*** Records provided

//! Named methods for every service operation

use super::FraudDetectorClient;
use crate::error::Result;
use crate::operations::*;
use crate::transport::Transport;

/// Expand `name(Request) -> Result` pairs into async methods that call `send`.
macro_rules! operation_methods {
    ($( $(#[$doc:meta])* $method:ident($request:ty) -> $output:ty; )+) => {
        impl<T: Transport> FraudDetectorClient<T> {
            $(
                $(#[$doc])*
                pub async fn $method(&self, request: $request) -> Result<$output> {
                    self.send(&request).await
                }
            )+
        }
    };
}

operation_methods! {
    // Detectors
    put_detector(PutDetectorRequest) -> PutDetectorResult;
    /// Fails with a conflict while the detector still has versions or rules
    delete_detector(DeleteDetectorRequest) -> DeleteDetectorResult;
    /// One page of detector versions; see [`collect_pages`](Self::collect_pages)
    describe_detector(DescribeDetectorRequest) -> DescribeDetectorResult;
    get_detectors(GetDetectorsRequest) -> GetDetectorsResult;

    // Detector versions
    create_detector_version(CreateDetectorVersionRequest) -> CreateDetectorVersionResult;
    get_detector_version(GetDetectorVersionRequest) -> GetDetectorVersionResult;
    /// Only accepted by the service while the version is `DRAFT`
    update_detector_version(UpdateDetectorVersionRequest) -> UpdateDetectorVersionResult;
    update_detector_version_metadata(UpdateDetectorVersionMetadataRequest)
        -> UpdateDetectorVersionMetadataResult;
    update_detector_version_status(UpdateDetectorVersionStatusRequest)
        -> UpdateDetectorVersionStatusResult;
    delete_detector_version(DeleteDetectorVersionRequest) -> DeleteDetectorVersionResult;

    // Rules
    create_rule(CreateRuleRequest) -> CreateRuleResult;
    get_rules(GetRulesRequest) -> GetRulesResult;
    update_rule_metadata(UpdateRuleMetadataRequest) -> UpdateRuleMetadataResult;
    update_rule_version(UpdateRuleVersionRequest) -> UpdateRuleVersionResult;
    delete_rule_version(DeleteRuleVersionRequest) -> DeleteRuleVersionResult;

    // Variables
    create_variable(CreateVariableRequest) -> CreateVariableResult;
    batch_create_variable(BatchCreateVariableRequest) -> BatchCreateVariableResult;
    batch_get_variable(BatchGetVariableRequest) -> BatchGetVariableResult;
    get_variables(GetVariablesRequest) -> GetVariablesResult;
    update_variable(UpdateVariableRequest) -> UpdateVariableResult;

    // Models
    put_model(PutModelRequest) -> PutModelResult;
    get_models(GetModelsRequest) -> GetModelsResult;
    create_model_version(CreateModelVersionRequest) -> CreateModelVersionResult;
    get_model_version(GetModelVersionRequest) -> GetModelVersionResult;
    describe_model_versions(DescribeModelVersionsRequest) -> DescribeModelVersionsResult;
    update_model_version(UpdateModelVersionRequest) -> UpdateModelVersionResult;

    // External models
    put_external_model(PutExternalModelRequest) -> PutExternalModelResult;
    get_external_models(GetExternalModelsRequest) -> GetExternalModelsResult;

    // Outcomes
    put_outcome(PutOutcomeRequest) -> PutOutcomeResult;
    get_outcomes(GetOutcomesRequest) -> GetOutcomesResult;

    // Events
    delete_event(DeleteEventRequest) -> DeleteEventResult;
    get_prediction(GetPredictionRequest) -> GetPredictionResult;
}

******

*Problem requirements*: Keep to the lines above, from the first one through the line where "Only accepted by" appears, and copy them exactly.

*Exercise solution*:
//! Named methods for every service operation

use super::FraudDetectorClient;
use crate::error::Result;
use crate::operations::*;
use crate::transport::Transport;

/// Expand `name(Request) -> Result` pairs into async methods that call `send`.
macro_rules! operation_methods {
    ($( $(#[$doc:meta])* $method:ident($request:ty) -> $output:ty; )+) => {
        impl<T: Transport> FraudDetectorClient<T> {
            $(
                $(#[$doc])*
                pub async fn $method(&self, request: $request) -> Result<$output> {
                    self.send(&request).await
                }
            )+
        }
    };
}

operation_methods! {
    // Detectors
    put_detector(PutDetectorRequest) -> PutDetectorResult;
    /// Fails with a conflict while the detector still has versions or rules
    delete_detector(DeleteDetectorRequest) -> DeleteDetectorResult;
    /// One page of detector versions; see [`collect_pages`](Self::collect_pages)
    describe_detector(DescribeDetectorRequest) -> DescribeDetectorResult;
    get_detectors(GetDetectorsRequest) -> GetDetectorsResult;

    // Detector versions
    create_detector_version(CreateDetectorVersionRequest) -> CreateDetectorVersionResult;
    get_detector_version(GetDetectorVersionRequest) -> GetDetectorVersionResult;
    /// Only accepted by the service while the version is `DRAFT`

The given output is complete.